Weekly business news journal

Business in Vancouver (BIV) is a weekly business news journal co-founded in 1989 by Peter Ladner in Vancouver, British Columbia, Canada. Published on Tuesdays it receives about 62,000 readers per week with a print circulation of about 1,800.

Its operations include the biv.com website, a portfolio of nearly two dozen annual business magazines, an extensive roster of special events, a daily radio program on Roundhouse Radio 98.3 FM Vancouver, a weekly podcast, and video production.

Its publisher is the Business in Vancouver Media Group, a division of Glacier Media.

Among its special events, BIV manages an annual Forty Under 40 Awards program for the province's outstanding young entrepreneurs. It also manages the Influential Women in Business Awards related to senior executives in the private and public sectors.

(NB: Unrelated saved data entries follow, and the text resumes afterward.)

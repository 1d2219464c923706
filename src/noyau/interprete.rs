// src/noyau/interprete.rs
//
// Évaluation directe : descente récursive sur l’arène, résultat f64 (IEEE, jamais d’erreur).
//
// - opérande absent => neutre de l’opérateur (0 pour + -, 1 pour * / ^)
// - comparaisons : |a - b| < epsilon => égal ; opérande absent => faux
// - & | paresseux ; & sans opérande => vrai, | sans opérande => faux
// - ? sans Variant : sinon = 0
// - Interval, Text, Char : NaN (fragments non numériques)
// - itérateurs de fonctionnelles : valeur propre à l’évaluation (Liaison), la cellule
//   partagée n’est jamais écrite ; deux threads peuvent évaluer le même arbre.

use std::sync::Arc;

use super::arbre::{NodeId, Tree};
use super::config::Config;
use super::noeud::{from_bool, truthy, Logic, NodeKind};
use super::variable::{same_cell, Variable};

/// Valeur courante d’un itérateur pendant une évaluation (pile chaînée, la plus interne d’abord).
struct Liaison<'a> {
    iterateur: &'a Arc<Variable>,
    valeur: f64,
    parent: Option<&'a Liaison<'a>>,
}

fn lue(v: &Arc<Variable>, portee: Option<&Liaison<'_>>) -> f64 {
    let mut cur = portee;
    while let Some(l) = cur {
        if same_cell(l.iterateur, v) {
            return l.valeur;
        }
        cur = l.parent;
    }
    v.value()
}

/// Valeur de la racine (NaN pour un arbre vide).
pub fn interpret(tree: &Tree, config: &Config) -> f64 {
    match tree.root() {
        Some(r) => interpret_node(tree, r, config),
        None => f64::NAN,
    }
}

pub fn interpret_node(tree: &Tree, id: NodeId, config: &Config) -> f64 {
    evalue(tree, id, config, None)
}

fn evalue(tree: &Tree, id: NodeId, config: &Config, portee: Option<&Liaison<'_>>) -> f64 {
    let Some(kind) = tree.kind(id) else {
        return f64::NAN;
    };
    let (left, right) = (tree.left(id), tree.right(id));
    let eval = |n: NodeId| evalue(tree, n, config, portee);

    match kind {
        NodeKind::Const(v) => *v,
        NodeKind::Variable(v) => lue(v, portee),

        NodeKind::Operator(op) => {
            let a = left.map(eval).unwrap_or_else(|| op.neutral());
            let b = right.map(eval).unwrap_or_else(|| op.neutral());
            op.apply(a, b)
        }

        NodeKind::Logic(l) => from_bool(logique(tree, *l, left, right, config, portee)),

        NodeKind::Selector => {
            let cond = left.map(|c| truthy(eval(c))).unwrap_or(false);
            let (alors, sinon) = branches(tree, right);
            let choisi = if cond { alors } else { sinon };
            choisi.map(eval).unwrap_or(0.0)
        }

        // Variant hors d’un Selector (arbre édité à la main) : la première branche
        NodeKind::Variant => left.map(eval).unwrap_or(0.0),

        NodeKind::Function { function, .. } => {
            let args = argument_nodes(tree, id);
            if args.len() != function.arity() {
                return f64::NAN;
            }
            let valeurs: Vec<f64> = args
                .iter()
                .map(|&a| tree.left(a).map(eval).unwrap_or(f64::NAN))
                .collect();
            function.call(&valeurs)
        }

        NodeKind::Functional {
            functional,
            iterator,
            ..
        } => {
            let Some(p) = functional_parts(tree, id) else {
                return f64::NAN;
            };
            let (lower, upper) = (eval(p.lower), eval(p.upper));
            let mut body = |t: f64| {
                let l = Liaison {
                    iterateur: iterator,
                    valeur: t,
                    parent: portee,
                };
                evalue(tree, p.core, config, Some(&l))
            };
            functional.apply(lower, upper, config, &mut body)
        }

        NodeKind::Argument { .. } | NodeKind::Bracket(_) => left.map(eval).unwrap_or(f64::NAN),

        NodeKind::Interval | NodeKind::Text(_) | NodeKind::Char(_) => f64::NAN,
    }
}

fn logique(
    tree: &Tree,
    l: Logic,
    left: Option<NodeId>,
    right: Option<NodeId>,
    config: &Config,
    portee: Option<&Liaison<'_>>,
) -> bool {
    let eval = |n: NodeId| evalue(tree, n, config, portee);
    match l {
        Logic::Not => !right.or(left).map(|n| truthy(eval(n))).unwrap_or(false),
        Logic::And => {
            left.map(|n| truthy(eval(n))).unwrap_or(true) && right.map(|n| truthy(eval(n))).unwrap_or(true)
        }
        Logic::Or => {
            left.map(|n| truthy(eval(n))).unwrap_or(false) || right.map(|n| truthy(eval(n))).unwrap_or(false)
        }
        _ => match (left, right) {
            (Some(a), Some(b)) => l.compare(eval(a), eval(b), config.epsilon),
            _ => false,
        },
    }
}

/* ------------------------ Lecture de la structure ------------------------ */

/// (alors, sinon) sous un Selector : Variant => ses deux enfants, sinon (droite, rien).
pub(crate) fn branches(tree: &Tree, right: Option<NodeId>) -> (Option<NodeId>, Option<NodeId>) {
    match right {
        Some(r) if matches!(tree.kind(r), Some(NodeKind::Variant)) => (tree.left(r), tree.right(r)),
        other => (other, None),
    }
}

/// Noeuds Argument d’un appel, dans l’ordre des paramètres.
pub(crate) fn argument_nodes(tree: &Tree, function: NodeId) -> Vec<NodeId> {
    let mut out = Vec::new();
    let mut cur = tree.left(function);
    while let Some(a) = cur {
        if !matches!(tree.kind(a), Some(NodeKind::Argument { .. })) {
            break;
        }
        out.push(a);
        cur = tree.right(a);
    }
    out
}

/// Pièces d’une fonctionnelle bien formée.
pub(crate) struct FunctionalParts {
    pub lower: NodeId,
    pub upper: NodeId,
    pub core: NodeId,
}

/// Paramètres = (iter = lower..upper), Coeur à droite ; None si la forme est abîmée.
pub(crate) fn functional_parts(tree: &Tree, id: NodeId) -> Option<FunctionalParts> {
    let params = tree.left(id)?;
    let interval = tree.right(params)?;
    if !matches!(tree.kind(interval), Some(NodeKind::Interval)) {
        return None;
    }
    Some(FunctionalParts {
        lower: tree.left(interval)?,
        upper: tree.right(interval)?,
        core: tree.right(id)?,
    })
}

Authors include Nelson Bennett, Glen Korstrom, Kirk LaPointe, Tyler Orton, Hayley Woodin and several commentators including Jock Finlayson, Peter Ladner, Gabriel Yiu,
and others.

In 2011 and 2013, its publications won the Jack Webster Foundation Business, Industry & Economics Awards.

The magazine's sections are:
- Agriculture
- Asia-Pacific
- Commentary
- Economy
- Entertainment
- Environment & Sustainability
- Forestry & Fisheries
- Hospitality & Tourism
- Human Resources
- Law & Politics
- Media & Marketing
- Mining & Energy
- Real Estate
- Retail & Manufacturing
- Sports & Leisure
- Technology
- Transportation

In February 2016, BIV listed Metro Vancouver attraction places ranked by number of visitors:
- Grouse Mountain
- Vancouver Aquarium
- Capilano Suspension Bridge Park
- Richmond Olympic Oval
- Science World

For the 2017 provincial election, BIV hosted an all-party debate including Green Party leader Andrew Weaver, Liberal Andrew Wilkinson and NDP Carole James.